WHAT IS NEEDED:
Everything from the line containing "moves.iter().enumerate().map(evaluate).collect()" through the last line of the material must be restated word for word, and only that.

══════════════════════════════

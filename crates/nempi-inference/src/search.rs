//! Greedy hill-climbing over DAGs for a fixed assignment Γ.

use nalgebra::DMatrix;
use nempi_core::config::SearchConfig;
use nempi_network::{enumerate_moves, EdgeMove, NetworkModel};
use nempi_observability::search_span;
use nempi_observability::tracing_setup::events;
use rayon::prelude::*;
use tracing::debug;

use crate::attachment::{Attachment, AttachmentScorer};

/// Result of one structure search call.
#[derive(Debug, Clone)]
pub struct SearchOutcome {
    pub network: NetworkModel,
    pub attachment: Attachment,
    pub score: f64,
    /// Accepted moves.
    pub steps: usize,
    /// Score after every accepted move. Strictly increasing.
    pub trace: Vec<f64>,
    /// Moves skipped because they would close a cycle.
    pub rejected_moves: usize,
}

/// A scored candidate network.
struct Candidate {
    index: usize,
    network: NetworkModel,
    attachment: Attachment,
}

/// Greedy single-edge structure search.
pub struct StructureSearch<'a> {
    scorer: AttachmentScorer<'a>,
    config: &'a SearchConfig,
}

impl<'a> StructureSearch<'a> {
    pub fn new(scorer: AttachmentScorer<'a>, config: &'a SearchConfig) -> Self {
        Self { scorer, config }
    }

    /// Climb from `start` until no move improves the score by more than
    /// `min_improvement` or `max_steps` moves were accepted.
    pub fn run(&self, start: &NetworkModel, gamma: &DMatrix<f64>) -> SearchOutcome {
        let _span = search_span!(start.edge_count(), self.config.parallel).entered();

        let mut network = start.clone();
        let mut attachment = self.scorer.score(&network.closure(), gamma);
        let mut trace = Vec::new();
        let mut rejected_moves = 0;

        while trace.len() < self.config.max_steps {
            let moves = enumerate_moves(&network);
            let (best, rejected) = self.best_move(&network, &moves, gamma);
            rejected_moves += rejected;

            let Some(best) = best else { break };
            let gain = best.attachment.total - attachment.total;
            if gain.is_nan() || gain <= self.config.min_improvement {
                break;
            }

            debug!(
                step = trace.len() + 1,
                kind = moves[best.index].kind(),
                from = network.name(moves[best.index].edge().0),
                to = network.name(moves[best.index].edge().1),
                score = best.attachment.total,
                "accepted move"
            );
            network = best.network;
            attachment = best.attachment;
            trace.push(attachment.total);
        }

        let score = attachment.total;
        events::search_completed(trace.len(), score, rejected_moves);
        SearchOutcome {
            network,
            attachment,
            score,
            steps: trace.len(),
            trace,
            rejected_moves,
        }
    }

    /// Score every applicable move against the same network and return the
    /// best one (highest score, then earliest move) plus the rejected count.
    fn best_move(
        &self,
        network: &NetworkModel,
        moves: &[EdgeMove],
        gamma: &DMatrix<f64>,
    ) -> (Option<Candidate>, usize) {
        let evaluate = |(index, mv): (usize, &EdgeMove)| match network.apply(mv) {
            Ok(next) => {
                let attachment = self.scorer.score(&next.closure(), gamma);
                Some(Candidate {
                    index,
                    network: next,
                    attachment,
                })
            }
            Err(err) => {
                debug!(%err, kind = mv.kind(), "move rejected");
                None
            }
        };

        let candidates: Vec<Option<Candidate>> = if self.config.parallel {
            moves.par_iter().enumerate().map(evaluate).collect()
        } else {
            moves.iter().enumerate().map(evaluate).collect()
        };

        let rejected = candidates.iter().filter(|c| c.is_none()).count();
        let best = candidates.into_iter().flatten().fold(None, |best, c| match best {
            Some(b) if !prefer(&c, &b) => Some(b),
            _ => Some(c),
        });
        (best, rejected)
    }
}

/// `a` beats `b` on a strictly higher score, or an equal score and an earlier move.
fn prefer(a: &Candidate, b: &Candidate) -> bool {
    a.attachment.total > b.attachment.total
        || (a.attachment.total == b.attachment.total && a.index < b.index)
}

══════════════════════════════

EXERCISE OUTPUT:
            moves.iter().enumerate().map(evaluate).collect()
        };

        let rejected = candidates.iter().filter(|c| c.is_none()).count();
        let best = candidates.into_iter().flatten().fold(None, |best, c| match best {
            Some(b) if !prefer(&c, &b) => Some(b),
            _ => Some(c),
        });
        (best, rejected)
    }
}

/// `a` beats `b` on a strictly higher score, or an equal score and an earlier move.
fn prefer(a: &Candidate, b: &Candidate) -> bool {
    a.attachment.total > b.attachment.total
        || (a.attachment.total == b.attachment.total && a.index < b.index)
}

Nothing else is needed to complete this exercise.